Online Python Tutor: Learn programming by visualizing code execution - ColinWright
http://pythontutor.com/
======
pgbovine
Oh wow, woke up this morning to some great emails. Thanks, everyone!

Here is some context behind the current incarnation of Online Python Tutor:

<https://plus.google.com/+ResearchatGoogle/posts/cseo9qi7LWq>

------
nicpottier
Un-fucking-believable!

This is exactly what I needed to help people visualize their code. I can't
tell you how many beginners have a hard time figuring out how a program steps
through their code and this is a huge win there.

Huge thanks!

------
upthedale
Looks good.

However, my big criticism of these sorts of visualisations is they seem to be
entirely geared towards imperative programming. Has anyone seen similar
visualisations for more functionally structured code?

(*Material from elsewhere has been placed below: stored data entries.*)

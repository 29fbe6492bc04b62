//! Column width stabilization.
//!
//! [`ColumnWidthEngine`] owns one [`ColumnWidth`] record per header and keeps
//! header and cell widths aligned. A stabilization pass runs in four phases:
//!
//! 1. **Clear**: remove the inline widths this engine wrote on non-strict headers.
//! 2. **Probe**: a header with a user-defined width becomes a strict column.
//! 3. **Measure**: the compute class is toggled on the table wrapper so the
//!    environment lays the table out once, and the natural width of every
//!    non-strict header is read.
//! 4. **Apply**: strict headers get the fixed-width marker and keep their own
//!    width; the others get the measured width as an inline style.
//!
//! Every pass ends with a `resized` notification so rows can re-apply
//! [`ColumnWidthEngine::apply_cell_widths`].
//!
//! # Example
//!
//! ```ignore
//! use horizon_datagrid::{ColumnWidthEngine, GridConfig};
//!
//! let engine = ColumnWidthEngine::new(renderer, measurer, &GridConfig::default());
//! engine.set_headers(vec![name_header, status_header]);
//! engine.stabilize(&table_wrapper);
//!
//! let row_cells = vec![name_cell, status_cell];
//! engine.apply_cell_widths(&row_cells);
//! ```

use std::collections::HashMap;
use std::fmt;
use std::sync::Arc;

use horizon_datagrid_core::logging::{span_names, targets};
use horizon_datagrid_core::{grid_debug, grid_trace, PerfSpan, Signal};
use parking_lot::Mutex;

use crate::config::GridConfig;
use crate::dom::{px, ElementHandle, Measurer, Renderer};

/// The resolved width of one column.
#[derive(Debug, Clone, Copy, PartialEq)]
pub struct ColumnWidth {
    /// Width in pixels.
    pub pixels: f32,
    /// `true` if the width was authored outside the engine and must never be
    /// overwritten by measurement.
    pub strict: bool,
}

impl ColumnWidth {
    /// A user-authored width.
    pub fn strict(pixels: f32) -> Self {
        Self { pixels, strict: true }
    }

    /// A measured width, recomputed on every pass.
    pub fn flexible(pixels: f32) -> Self {
        Self {
            pixels,
            strict: false,
        }
    }

    /// The width as an inline style value.
    pub fn css_value(&self) -> String {
        px(self.pixels)
    }
}

struct EngineInner<E> {
    headers: Vec<E>,
    /// Index-aligned with `headers` when non-empty. Empty means not stabilized.
    widths: Vec<ColumnWidth>,
    /// The wrapper used by the last pass.
    table_wrapper: Option<E>,
}

/// Computes and applies column widths for a datagrid.
pub struct ColumnWidthEngine<E: ElementHandle> {
    renderer: Arc<dyn Renderer<E>>,
    measurer: Arc<dyn Measurer<E>>,
    compute_width_class: String,
    strict_width_class: String,
    width_property: String,
    inner: Mutex<EngineInner<E>>,

    /// Emitted after every pass that changed the width records.
    pub resized: Arc<Signal<()>>,
}

impl<E: ElementHandle> ColumnWidthEngine<E> {
    /// Creates an engine writing through `renderer` and reading through `measurer`.
    pub fn new(
        renderer: Arc<dyn Renderer<E>>,
        measurer: Arc<dyn Measurer<E>>,
        config: &GridConfig,
    ) -> Self {
        Self {
            renderer,
            measurer,
            compute_width_class: config.compute_width_class.clone(),
            strict_width_class: config.strict_width_class.clone(),
            width_property: config.width_property.clone(),
            inner: Mutex::new(EngineInner {
                headers: Vec::new(),
                widths: Vec::new(),
                table_wrapper: None,
            }),
            resized: Arc::new(Signal::new()),
        }
    }

    // =========================================================================
    // Headers
    // =========================================================================

    /// Replaces the header set.
    ///
    /// An empty list is ignored. Otherwise the widths written on the previous
    /// headers are cleared and the engine goes back to the unstabilized state.
    pub fn set_headers(&self, headers: Vec<E>) {
        if headers.is_empty() {
            grid_trace!(target: targets::COLUMNS, "ignoring empty header set");
            return;
        }

        let mut inner = self.inner.lock();
        self.clear_header_widths(&inner.headers, &inner.widths);
        grid_debug!(
            target: targets::COLUMNS,
            previous = inner.headers.len(),
            count = headers.len(),
            "headers replaced"
        );
        inner.headers = headers;
        inner.widths.clear();
    }

    /// Applies a pure reordering of the current headers.
    ///
    /// Width records follow their header, so no measurement happens. Returns
    /// `false` and changes nothing if the engine is not stabilized or if
    /// `headers` is not a permutation of the current header set.
    pub fn reorder_headers(&self, headers: Vec<E>) -> bool {
        {
            let mut inner = self.inner.lock();
            if inner.widths.is_empty() || headers.len() != inner.headers.len() {
                return false;
            }

            let mut positions: HashMap<&E, Vec<usize>> = HashMap::new();
            for (index, header) in inner.headers.iter().enumerate().rev() {
                positions.entry(header).or_default().push(index);
            }

            let mut permutation = Vec::with_capacity(headers.len());
            for header in &headers {
                match positions.get_mut(header).and_then(Vec::pop) {
                    Some(previous) => permutation.push(previous),
                    None => return false,
                }
            }

            let widths: Vec<ColumnWidth> = permutation
                .into_iter()
                .filter_map(|previous| inner.widths.get(previous).copied())
                .collect();
            for (header, width) in headers.iter().zip(&widths) {
                self.apply_header_width(header, width);
            }
            grid_debug!(target: targets::COLUMNS, count = headers.len(), "headers reordered");
            inner.headers = headers;
            inner.widths = widths;
        }

        self.resized.emit(());
        true
    }

    /// The current headers.
    pub fn headers(&self) -> Vec<E> {
        self.inner.lock().headers.clone()
    }

    /// Number of headers.
    pub fn header_count(&self) -> usize {
        self.inner.lock().headers.len()
    }

    // =========================================================================
    // Stabilization
    // =========================================================================

    /// Measures and fixes the width of every column.
    ///
    /// Returns `false` without doing anything when there are no headers.
    /// Every call re-measures; callers are expected to gate calls.
    pub fn stabilize(&self, table_wrapper: &E) -> bool {
        {
            let mut inner = self.inner.lock();
            if inner.headers.is_empty() {
                grid_trace!(target: targets::COLUMNS, "no headers, skipping stabilization");
                return false;
            }

            let _perf = PerfSpan::new(span_names::STABILIZE);
            inner.table_wrapper = Some(table_wrapper.clone());

            self.clear_header_widths(&inner.headers, &inner.widths);

            let mut widths: Vec<ColumnWidth> = inner
                .headers
                .iter()
                .map(|header| {
                    let user_width = self.measurer.user_defined_width(header);
                    if user_width > 0.0 {
                        ColumnWidth::strict(user_width)
                    } else {
                        ColumnWidth::flexible(0.0)
                    }
                })
                .collect();

            self.renderer
                .set_class(table_wrapper, &self.compute_width_class, true);
            for (header, width) in inner.headers.iter().zip(widths.iter_mut()) {
                if !width.strict {
                    width.pixels = self.measurer.scroll_width(header);
                }
            }
            self.renderer
                .set_class(table_wrapper, &self.compute_width_class, false);

            for (header, width) in inner.headers.iter().zip(&widths) {
                self.apply_header_width(header, width);
            }

            grid_debug!(
                target: targets::COLUMNS,
                columns = widths.len(),
                strict = widths.iter().filter(|w| w.strict).count(),
                "columns stabilized"
            );
            inner.widths = widths;
        }

        self.resized.emit(());
        true
    }

    /// Runs [`stabilize`](Self::stabilize) again against the last table wrapper.
    ///
    /// Returns `false` if there is no wrapper to measure in, either because
    /// no pass ran yet or because it was released with
    /// [`release_table_wrapper`](Self::release_table_wrapper).
    pub fn restabilize(&self) -> bool {
        let wrapper = self.inner.lock().table_wrapper.clone();
        match wrapper {
            Some(wrapper) => self.stabilize(&wrapper),
            None => {
                grid_trace!(target: targets::COLUMNS, "no table wrapper, nothing to redo");
                false
            }
        }
    }

    /// Forgets the wrapper remembered by the last pass.
    ///
    /// Width records are kept. Until the next [`stabilize`](Self::stabilize),
    /// [`restabilize`](Self::restabilize) does nothing.
    pub fn release_table_wrapper(&self) {
        if self.inner.lock().table_wrapper.take().is_some() {
            grid_trace!(target: targets::COLUMNS, "table wrapper released");
        }
    }

    /// Returns `true` once a pass has produced width records for the current headers.
    pub fn is_stabilized(&self) -> bool {
        !self.inner.lock().widths.is_empty()
    }

    /// A copy of the width records.
    pub fn widths(&self) -> Vec<ColumnWidth> {
        self.inner.lock().widths.clone()
    }

    // =========================================================================
    // Cells
    // =========================================================================

    /// Constrains one row's cells to the resolved column widths.
    ///
    /// Does nothing before the first stabilization. Cells without a matching
    /// record are left alone.
    pub fn apply_cell_widths(&self, cells: &[E]) {
        let inner = self.inner.lock();
        if inner.widths.is_empty() {
            return;
        }
        for (cell, width) in cells.iter().zip(&inner.widths) {
            self.renderer
                .set_class(cell, &self.strict_width_class, width.strict);
            self.renderer
                .set_style(cell, &self.width_property, Some(&width.css_value()));
        }
    }

    fn clear_header_widths(&self, headers: &[E], widths: &[ColumnWidth]) {
        for (header, width) in headers.iter().zip(widths) {
            // Strict widths belong to the user.
            if !width.strict {
                self.renderer.set_style(header, &self.width_property, None);
            }
        }
    }

    fn apply_header_width(&self, header: &E, width: &ColumnWidth) {
        if width.strict {
            self.renderer.set_class(header, &self.strict_width_class, true);
        } else {
            self.renderer.set_class(header, &self.strict_width_class, false);
            self.renderer
                .set_style(header, &self.width_property, Some(&width.css_value()));
        }
    }
}

impl<E: ElementHandle> fmt::Debug for ColumnWidthEngine<E> {
    fn fmt(&self, f: &mut fmt::Formatter<'_>) -> fmt::Result {
        let inner = self.inner.lock();
        f.debug_struct("ColumnWidthEngine")
            .field("headers", &inner.headers)
            .field("widths", &inner.widths)
            .finish_non_exhaustive()
    }
}

static_assertions::assert_impl_all!(ColumnWidthEngine<u32>: Send, Sync);
//! Filter state.
//!
//! Filters are registered once and keep a stable [`FilterId`]. Only active
//! filters take part in the consolidated state: a property filter is active
//! when its value is non-empty, a custom filter decides for itself.

use std::fmt;
use std::sync::Arc;

use horizon_datagrid_core::logging::targets;
use horizon_datagrid_core::{grid_debug, grid_trace, Signal};
use parking_lot::RwLock;
use serde::ser::SerializeMap;
use serde::{Serialize, Serializer};
use slotmap::{new_key_type, SlotMap};

new_key_type! {
    /// Identifies a filter registered with a [`FilterState`].
    pub struct FilterId;
}

/// A user-supplied filter.
pub trait ItemFilter<T>: Send + Sync {
    /// Whether the filter currently restricts anything.
    fn is_active(&self) -> bool;

    /// Whether `item` passes the filter.
    fn accepts(&self, item: &T) -> bool;

    /// A serializable description for consumers of the consolidated state.
    fn describe(&self) -> serde_json::Value {
        serde_json::Value::Null
    }
}

/// A filter on the grid items.
pub enum Filter<T> {
    /// Built-in string filter on a named property.
    Property {
        /// Name of the item property to match.
        property: String,
        /// Text to look for. An empty value makes the filter inactive.
        value: String,
    },
    /// Custom filter.
    Custom(Arc<dyn ItemFilter<T>>),
}

impl<T> Filter<T> {
    /// A built-in property filter.
    pub fn property(property: impl Into<String>, value: impl Into<String>) -> Self {
        Self::Property {
            property: property.into(),
            value: value.into(),
        }
    }

    /// A custom filter.
    pub fn custom(filter: impl ItemFilter<T> + 'static) -> Self {
        Self::Custom(Arc::new(filter))
    }

    /// Whether the filter currently restricts anything.
    pub fn is_active(&self) -> bool {
        match self {
            Self::Property { value, .. } => !value.is_empty(),
            Self::Custom(filter) => filter.is_active(),
        }
    }
}

impl<T> Clone for Filter<T> {
    fn clone(&self) -> Self {
        match self {
            Self::Property { property, value } => Self::Property {
                property: property.clone(),
                value: value.clone(),
            },
            Self::Custom(filter) => Self::Custom(filter.clone()),
        }
    }
}

impl<T> PartialEq for Filter<T> {
    fn eq(&self, other: &Self) -> bool {
        match (self, other) {
            (
                Self::Property { property, value },
                Self::Property {
                    property: other_property,
                    value: other_value,
                },
            ) => property == other_property && value == other_value,
            (Self::Custom(a), Self::Custom(b)) => Arc::ptr_eq(a, b),
            _ => false,
        }
    }
}

impl<T> fmt::Debug for Filter<T> {
    fn fmt(&self, f: &mut fmt::Formatter<'_>) -> fmt::Result {
        match self {
            Self::Property { property, value } => f
                .debug_struct("Property")
                .field("property", property)
                .field("value", value)
                .finish(),
            Self::Custom(filter) => f.debug_tuple("Custom").field(&filter.describe()).finish(),
        }
    }
}

/// Property filters flatten to `{"property": .., "value": ..}`.
impl<T> Serialize for Filter<T> {
    fn serialize<S>(&self, serializer: S) -> Result<S::Ok, S::Error>
    where
        S: Serializer,
    {
        match self {
            Self::Property { property, value } => {
                let mut map = serializer.serialize_map(Some(2))?;
                map.serialize_entry("property", property)?;
                map.serialize_entry("value", value)?;
                map.end()
            }
            Self::Custom(filter) => filter.describe().serialize(serializer),
        }
    }
}

struct FilterInner<T> {
    filters: SlotMap<FilterId, Filter<T>>,
    order: Vec<FilterId>,
}

/// The filters registered on a datagrid.
pub struct FilterState<T> {
    inner: RwLock<FilterInner<T>>,

    /// Emitted when a change affects the set of active filters.
    pub changed: Arc<Signal<()>>,
}

impl<T: 'static> Default for FilterState<T> {
    fn default() -> Self {
        Self::new()
    }
}

impl<T: 'static> FilterState<T> {
    /// Creates a state without filters.
    pub fn new() -> Self {
        Self {
            inner: RwLock::new(FilterInner {
                filters: SlotMap::with_key(),
                order: Vec::new(),
            }),
            changed: Arc::new(Signal::new()),
        }
    }

    /// Registers a filter.
    pub fn add(&self, filter: Filter<T>) -> FilterId {
        let active = filter.is_active();
        let id = {
            let mut inner = self.inner.write();
            let id = inner.filters.insert(filter);
            inner.order.push(id);
            id
        };
        grid_debug!(target: targets::STATE, ?id, active, "filter registered");
        if active {
            self.changed.emit(());
        }
        id
    }

    /// Replaces a registered filter. Returns `false` for an unknown id.
    pub fn update(&self, id: FilterId, filter: Filter<T>) -> bool {
        let affected = {
            let mut inner = self.inner.write();
            let Some(slot) = inner.filters.get_mut(id) else {
                grid_trace!(target: targets::STATE, ?id, "update of unknown filter");
                return false;
            };
            let affected = slot.is_active() || filter.is_active();
            *slot = filter;
            affected
        };
        if affected {
            self.changed.emit(());
        }
        true
    }

    /// Sets the value of a property filter.
    ///
    /// Returns `false` for an unknown id or a custom filter.
    pub fn set_value(&self, id: FilterId, value: impl Into<String>) -> bool {
        let value = value.into();
        let changed = {
            let mut inner = self.inner.write();
            match inner.filters.get_mut(id) {
                Some(Filter::Property { value: current, .. }) => {
                    if *current == value {
                        false
                    } else {
                        *current = value;
                        true
                    }
                }
                _ => return false,
            }
        };
        if changed {
            self.changed.emit(());
        }
        true
    }

    /// Unregisters a filter.
    pub fn remove(&self, id: FilterId) -> Option<Filter<T>> {
        let removed = {
            let mut inner = self.inner.write();
            let removed = inner.filters.remove(id)?;
            inner.order.retain(|other| *other != id);
            removed
        };
        grid_debug!(target: targets::STATE, ?id, "filter removed");
        if removed.is_active() {
            self.changed.emit(());
        }
        Some(removed)
    }

    /// A registered filter.
    pub fn get(&self, id: FilterId) -> Option<Filter<T>> {
        self.inner.read().filters.get(id).cloned()
    }

    /// Number of registered filters, active or not.
    pub fn len(&self) -> usize {
        self.inner.read().order.len()
    }

    /// Returns `true` if no filter is registered.
    pub fn is_empty(&self) -> bool {
        self.len() == 0
    }

    /// Active filters in registration order.
    pub fn active_filters(&self) -> Vec<Filter<T>> {
        let inner = self.inner.read();
        inner
            .order
            .iter()
            .filter_map(|id| inner.filters.get(*id))
            .filter(|filter| filter.is_active())
            .cloned()
            .collect()
    }

    /// Announces that a custom filter changed its own state.
    pub fn invalidate(&self) {
        self.changed.emit(());
    }

}

impl<T> fmt::Debug for FilterState<T> {
    fn fmt(&self, f: &mut fmt::Formatter<'_>) -> fmt::Result {
        let inner = self.inner.read();
        f.debug_list()
            .entries(inner.order.iter().filter_map(|id| inner.filters.get(*id)))
            .finish()
    }
}

static_assertions::assert_impl_all!(FilterState<String>: Send, Sync);

#[cfg(test)]
mod tests {
    use super::*;
    use std::sync::atomic::{AtomicBool, AtomicUsize, Ordering};

    struct MinLength {
        min: usize,
        enabled: AtomicBool,
    }

    impl ItemFilter<String> for MinLength {
        fn is_active(&self) -> bool {
            self.enabled.load(Ordering::SeqCst)
        }

        fn accepts(&self, item: &String) -> bool {
            item.len() >= self.min
        }

        fn describe(&self) -> serde_json::Value {
            serde_json::json!({ "minLength": self.min })
        }
    }

    fn counter(filters: &FilterState<String>) -> Arc<AtomicUsize> {
        let count = Arc::new(AtomicUsize::new(0));
        let count_clone = count.clone();
        filters.changed.connect(move |_| {
            count_clone.fetch_add(1, Ordering::SeqCst);
        });
        count
    }

    #[test]
    fn test_property_filter_activity() {
        assert!(!Filter::<String>::property("status", "").is_active());
        assert!(Filter::<String>::property("status", "open").is_active());
    }

    #[test]
    fn test_inactive_filters_do_not_emit() {
        let filters = FilterState::<String>::new();
        let count = counter(&filters);

        let id = filters.add(Filter::property("status", ""));
        assert_eq!(count.load(Ordering::SeqCst), 0);
        assert!(filters.active_filters().is_empty());

        assert!(filters.set_value(id, "open"));
        assert_eq!(count.load(Ordering::SeqCst), 1);
        assert_eq!(filters.active_filters(), vec![Filter::property("status", "open")]);

        assert!(filters.set_value(id, "open"));
        assert_eq!(count.load(Ordering::SeqCst), 1);
    }

    #[test]
    fn test_registration_order() {
        let filters = FilterState::<String>::new();
        let a = filters.add(Filter::property("a", "1"));
        filters.add(Filter::property("b", "2"));
        filters.remove(a);
        filters.add(Filter::property("c", "3"));

        let keys: Vec<_> = filters
            .active_filters()
            .into_iter()
            .map(|f| match f {
                Filter::Property { property, .. } => property,
                Filter::Custom(_) => unreachable!(),
            })
            .collect();
        assert_eq!(keys, vec!["b", "c"]);
        assert_eq!(filters.len(), 2);
    }

    #[test]
    fn test_custom_filter() {
        let filters = FilterState::<String>::new();
        let count = counter(&filters);
        let min_length = Arc::new(MinLength {
            min: 3,
            enabled: AtomicBool::new(false),
        });
        let id = filters.add(Filter::Custom(min_length.clone()));
        assert!(filters.active_filters().is_empty());
        assert!(!filters.set_value(id, "x"));

        min_length.enabled.store(true, Ordering::SeqCst);
        filters.invalidate();
        assert_eq!(count.load(Ordering::SeqCst), 1);

        let active = filters.active_filters();
        assert_eq!(active.len(), 1);
        assert_eq!(
            serde_json::to_value(&active[0]).unwrap(),
            serde_json::json!({ "minLength": 3 })
        );
        assert!(min_length.accepts(&"abcd".to_string()));
    }

    #[test]
    fn test_unknown_ids() {
        let filters = FilterState::<String>::new();
        let id = filters.add(Filter::property("a", ""));
        assert!(filters.remove(id).is_some());
        assert!(filters.remove(id).is_none());
        assert!(!filters.update(id, Filter::property("a", "b")));
        assert!(filters.get(id).is_none());
    }

    #[test]
    fn test_update_emits_when_activity_affected() {
        let filters = FilterState::<String>::new();
        let count = counter(&filters);
        let id = filters.add(Filter::property("a", ""));

        assert!(filters.update(id, Filter::property("b", "")));
        assert_eq!(count.load(Ordering::SeqCst), 0);
        assert!(filters.update(id, Filter::property("b", "x")));
        assert_eq!(count.load(Ordering::SeqCst), 1);
    }
}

Oh, I see you can write your own code to be visualised. Here's a simple list
comprehension:
[http://pythontutor.com/visualize.html#code=myList+%3D+range(...](http://pythontutor.com/visualize.html#code=myList+%3D+range\(10\)%0Atotal+%3D+%5B2+*+x+for+x+in+myList+if+x+%25+2+%3D%3D+0%5D&mode=display&cumulative=true&py=2&curInstr=0)

Not the most enlightening visual.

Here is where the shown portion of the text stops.